Tom Smothers Has A Word Or Two About Censorship – 1969 – Past Daily Reference Room

Tom Smothers - Commonwealth Club - 1969
Tom Smothers – CBS Cancelling the Smothers Brothers TV show was the tip of a very contentious iceberg.

Tom Smothers – Lecture at The Commonwealth Club of California – August 22, 1969 –

It was a while ago, fifty-one years to be exact. Seems trivial now but at the time it was one more bone of contention in a contentious decade that seemed to spread over every aspect of our lives.

The Smothers Brothers Comedy Hour was an American comedy and variety show television series hosted by the Smothers Brothers and initially airing on CBS from 1967 to 1969.

The series was a major success, especially considering it was scheduled against the major NBC television series Bonanza, with content that appealed to contemporary youth viewership with daring political satire humor and major music acts such as Buffalo Springfield, Pete Seeger, Cream, and The Who.

But it was not without controversy. And as time went on, the controversy intensified and the animosity between the network and the Smothers Brothers became more frequent.

The 60s were a decade laced with hot-button issues and The Smothers Brothers were smack in the middle of it. In the enviable position of having a wildly popular TV show, and a forum for some of the best and most biting of satire available via mainstream media, CBS were none too pleased that even their entertainment division was becoming a bastion of perceived radicalism. Bad enough that their news division was becoming increasingly alienated by the Vietnam War as well as the civil unrest sweeping major cities across the country. It was next to impossible to censor or reprimand Walter Cronkite, but The Smothers Brothers were relatively easy targets and on April 4, 1969, CBS pulled the plug – cancelling the show, replacing it with Hee-Haw.

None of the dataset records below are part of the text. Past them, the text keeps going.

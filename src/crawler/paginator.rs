//! HTTP listing pagination
//!
//! Follows "next" links (or an incremented page parameter) from the first
//! listing page, extracting job cards from every page until a stop condition
//! is met.

use crate::crawler::state::RunState;
use crate::extract::HtmlExtractor;
use crate::fetch::{FetchResult, HttpFetcher};
use scraper::{Html, Selector};
use url::Url;

/// Known "next page" patterns, tried in order
const NEXT_PAGE_SELECTORS: &[&str] = &[
    r#"a[rel="next"]"#,
    r#"link[rel="next"]"#,
    "li.next a",
    "a.next",
    r#"a[title="Siguiente"]"#,
    r#"a[aria-label="Siguiente"]"#,
    r#"a[aria-label="Next"]"#,
    ".pagination a.next",
];

/// Why pagination ended
#[derive(Debug, Clone, Copy, PartialEq, Eq)]
pub enum StopReason {
    MaxJobs,
    MaxPages,
    NoNextPage,
    AlreadyVisited,
    EmptyPage,
    NoNewJobs,
    FetchFailed,
}

pub struct Paginator<'a> {
    fetcher: &'a HttpFetcher,
    extractor: &'a HtmlExtractor,
    page_param: &'a str,
    max_pages: usize,
    max_jobs: usize,
}

impl<'a> Paginator<'a> {
    pub fn new(
        fetcher: &'a HttpFetcher,
        extractor: &'a HtmlExtractor,
        page_param: &'a str,
        max_pages: usize,
        max_jobs: usize,
    ) -> Self {
        Self {
            fetcher,
            extractor,
            page_param,
            max_pages,
            max_jobs,
        }
    }

    /// Walks the listing pages following `start_url`
    ///
    /// # Arguments
    ///
    /// * `state` - Run state holding the jobs gathered so far
    /// * `start_url` - URL of the last page already processed
    /// * `start_html` - Its HTML, when available; without it only the page
    ///   parameter is incremented
    ///
    /// # Returns
    ///
    /// The updated state and the reason pagination stopped.
    pub async fn paginate(
        &self,
        mut state: RunState,
        start_url: Url,
        start_html: Option<String>,
    ) -> (RunState, StopReason) {
        let mut current_url = start_url;
        let mut current_html = start_html.unwrap_or_default();

        let reason = loop {
            if state.unique_jobs() >= self.max_jobs {
                break StopReason::MaxJobs;
            }
            if state.pages_processed >= self.max_pages {
                break StopReason::MaxPages;
            }

            let Some(next_url) = next_page_url(&current_html, &current_url, self.page_param) else {
                break StopReason::NoNextPage;
            };

            if !state.mark_visited(&next_url) {
                break StopReason::AlreadyVisited;
            }

            let (final_url, body) = match self
                .fetcher
                .fetch(next_url.as_str(), self.fetcher.page_options())
                .await
            {
                FetchResult::Success { final_url, body, .. } => (final_url, body),
                failure => {
                    tracing::warn!(
                        "Page {} failed ({}), stopping pagination",
                        next_url,
                        failure.describe_failure()
                    );
                    break StopReason::FetchFailed;
                }
            };

            // Redirects back to an already-seen page end the walk
            if let Ok(landed) = Url::parse(&final_url) {
                if landed != next_url && !state.mark_visited(&landed) {
                    break StopReason::AlreadyVisited;
                }
            }

            let jobs = self.extractor.extract(&body, &next_url);
            if jobs.is_empty() {
                break StopReason::EmptyPage;
            }

            let found = jobs.len();
            let added = state.add_jobs(jobs);
            state.pages_processed += 1;
            tracing::info!(
                "Page {}: {} jobs ({} new, {} unique total)",
                state.pages_processed,
                found,
                added,
                state.unique_jobs()
            );

            if added == 0 {
                break StopReason::NoNewJobs;
            }

            current_url = next_url;
            current_html = body;
        };

        tracing::info!("Pagination stopped: {:?}", reason);
        (state, reason)
    }
}

/// Determines the next listing page URL
///
/// Tries the known "next" patterns on the page first, then falls back to
/// incrementing `page_param` in the current URL.
pub fn next_page_url(html: &str, current: &Url, page_param: &str) -> Option<Url> {
    if !html.trim().is_empty() {
        let document = Html::parse_document(html);
        for pattern in NEXT_PAGE_SELECTORS {
            let Ok(selector) = Selector::parse(pattern) else {
                continue;
            };
            let found = document
                .select(&selector)
                .filter_map(|el| el.value().attr("href"))
                .find_map(|href| resolve_next_href(href, current));
            if found.is_some() {
                return found;
            }
        }
    }

    increment_page_param(current, page_param)
}

fn resolve_next_href(href: &str, current: &Url) -> Option<Url> {
    let href = href.trim();
    if href.is_empty() || href.starts_with('#') || href.to_ascii_lowercase().starts_with("javascript:") {
        return None;
    }
    let resolved = current.join(href).ok()?;
    matches!(resolved.scheme(), "http" | "https").then_some(resolved)
}

/// Returns `current` with `page_param` set to its current value plus one
///
/// A missing or non-numeric parameter counts as page 1. Returns None when the
/// counter cannot be advanced.
pub fn increment_page_param(current: &Url, page_param: &str) -> Option<Url> {
    if page_param.is_empty() {
        return None;
    }

    let page: u64 = current
        .query_pairs()
        .find(|(k, _)| k == page_param)
        .and_then(|(_, v)| v.parse().ok())
        .unwrap_or(1);

    let others: Vec<(String, String)> = current
        .query_pairs()
        .filter(|(k, _)| k != page_param)
        .map(|(k, v)| (k.into_owned(), v.into_owned()))
        .collect();

    let next_page = page.checked_add(1)?;

    let mut next = current.clone();
    next.set_fragment(None);
    next.query_pairs_mut()
        .clear()
        .extend_pairs(others)
        .append_pair(page_param, &next_page.to_string());
    Some(next)
}
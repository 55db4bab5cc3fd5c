//! Run statistics
//!
//! One [`RunStats`] record is produced per run and stored under
//! [`STATISTICS_KEY`] in the key-value store.

use crate::extract::ExtractionMethod;
use crate::output::traits::{KeyValueStore, OutputResult};
use chrono::{DateTime, Utc};
use serde::{Deserialize, Serialize};
use std::time::Instant;

/// Key the statistics record is stored under
pub const STATISTICS_KEY: &str = "statistics";

/// Label recorded when no strategy produced jobs
pub const NO_METHOD: &str = "None";

/// Immutable snapshot of a finished run
#[derive(Debug, Clone, PartialEq, Serialize, Deserialize)]
#[serde(rename_all = "camelCase")]
pub struct RunStats {
    /// Winning strategy label, or `"None"`
    pub extraction_method: String,
    pub pages_processed: usize,
    pub total_jobs: usize,
    pub duration_seconds: f64,
    pub detail_pages_fetched: usize,
    pub started_at: DateTime<Utc>,
}

/// Tracks wall-clock timing for a run and assembles its [`RunStats`]
#[derive(Debug)]
pub struct StatsCollector {
    started_at: DateTime<Utc>,
    clock: Instant,
}

impl Default for StatsCollector {
    fn default() -> Self {
        Self::start()
    }
}

impl StatsCollector {
    /// Starts timing a run
    pub fn start() -> Self {
        Self {
            started_at: Utc::now(),
            clock: Instant::now(),
        }
    }

    /// Builds the final snapshot
    pub fn finish(
        &self,
        method: Option<ExtractionMethod>,
        pages_processed: usize,
        total_jobs: usize,
        detail_pages_fetched: usize,
    ) -> RunStats {
        let elapsed = self.clock.elapsed().as_secs_f64();
        RunStats {
            extraction_method: method
                .map(|m| m.as_str().to_string())
                .unwrap_or_else(|| NO_METHOD.to_string()),
            pages_processed,
            total_jobs,
            duration_seconds: (elapsed * 100.0).round() / 100.0,
            detail_pages_fetched,
            started_at: self.started_at,
        }
    }
}

/// Stores `stats` under [`STATISTICS_KEY`]
pub fn save_statistics(store: &mut dyn KeyValueStore, stats: &RunStats) -> OutputResult<()> {
    let value = serde_json::to_value(stats)?;
    store.set_value(STATISTICS_KEY, &value)
}

/// Loads the last stored statistics record, if any
///
/// # Returns
///
/// * `Ok(Some(RunStats))` - A record was found
/// * `Ok(None)` - No run has stored statistics yet
/// * `Err(OutputError)` - The store failed or the record is malformed
pub fn load_statistics(store: &dyn KeyValueStore) -> OutputResult<Option<RunStats>> {
    match store.get_value(STATISTICS_KEY)? {
        Some(value) => Ok(Some(serde_json::from_value(value)?)),
        None => Ok(None),
    }
}

/// Prints statistics to stdout in a formatted manner
pub fn print_statistics(stats: &RunStats) {
    println!("=== Run Statistics ===\n");

    println!("Overview:");
    println!("  Started at: {}", stats.started_at.to_rfc3339());
    println!("  Duration: {:.2}s", stats.duration_seconds);
    println!("  Extraction method: {}", stats.extraction_method);
    println!();

    println!("Results:");
    println!("  Listing pages processed: {}", stats.pages_processed);
    println!("  Jobs stored: {}", stats.total_jobs);
    println!("  Detail pages fetched: {}", stats.detail_pages_fetched);

    if stats.duration_seconds > 0.0 {
        println!();
        println!(
            "Throughput: {:.2} jobs/s",
            stats.total_jobs as f64 / stats.duration_seconds
        );
    }
}
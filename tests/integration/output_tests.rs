//! Runs writing to the SQLite output store, configured from TOML

use crate::common::{card, empty_page, listing_page, LISTING_PATH};
use job_cascade::config::load_config;
use job_cascade::crawler::{build_collaborators, harvest};
use job_cascade::output::{load_statistics, DatasetSink, SqliteOutput};
use job_cascade::proxy::ProxyRotation;
use std::fs;
use tempfile::TempDir;
use wiremock::matchers::{method, path};
use wiremock::{Mock, MockServer, ResponseTemplate};

#[tokio::test]
async fn test_run_from_toml_into_sqlite() {
    let server = MockServer::start().await;
    let cards: Vec<_> = (1..=5)
        .map(|i| card(&format!("Puesto {}", i), &format!("/ofertas/{}", i), "ACME"))
        .collect();
    Mock::given(method("GET"))
        .and(path(LISTING_PATH))
        .respond_with(ResponseTemplate::new(200).set_body_string(listing_page(
            &cards,
            Some("/empleos-de-ventas/page-2"),
        )))
        .mount(&server)
        .await;
    Mock::given(method("GET"))
        .and(path("/empleos-de-ventas/page-2"))
        .respond_with(ResponseTemplate::new(200).set_body_string(empty_page()))
        .mount(&server)
        .await;

    let dir = TempDir::new().unwrap();
    let db_path = dir.path().join("jobs.db");
    let config_path = dir.path().join("config.toml");
    fs::write(
        &config_path,
        format!(
            r#"
[search]
search-url = "{}{}"
max-jobs = 0

[http]
retries = 0
min-delay-ms = 0
max-delay-ms = 0

[output]
database-path = "{}"
batch-size = 2
"#,
            server.uri(),
            LISTING_PATH,
            db_path.display()
        ),
    )
    .unwrap();

    let config = load_config(&config_path).unwrap();
    let proxies = ProxyRotation::new(config.proxy.urls.clone());
    let (fetcher, browser) = build_collaborators(&config, &proxies).unwrap();
    assert!(browser.is_none());

    let mut output = SqliteOutput::new(&db_path).unwrap();
    let stats = harvest(config, fetcher, browser, &mut output).await.unwrap();
    drop(output);

    assert_eq!(stats.total_jobs, 5);
    assert_eq!(stats.extraction_method, "HTML");

    let reopened = SqliteOutput::new(&db_path).unwrap();
    assert_eq!(reopened.item_count().unwrap(), 5);

    let items = reopened.load_items().unwrap();
    assert_eq!(items[0].title, "Puesto 1");
    assert_eq!(items[4].url, format!("{}/ofertas/5", server.uri()));

    let stored = load_statistics(&reopened).unwrap().unwrap();
    assert_eq!(stored.total_jobs, 5);
    assert_eq!(stored.extraction_method, "HTML");
    assert_eq!(stored.pages_processed, 1);
}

The backfire from the cancellation was swift and heated. It raised a disturbing question; was America becoming the very thing it was established fighting against? Was Freedom of The Press in jeopardy – was mass communications in danger of being censored into oblivion? It was only going to get worse before it got better – although it’s still a bone of contention to a lot of people for a lot of varied reasons – 1st Amendment, Freedom of Speech, the right of dissent – it’s the same issue.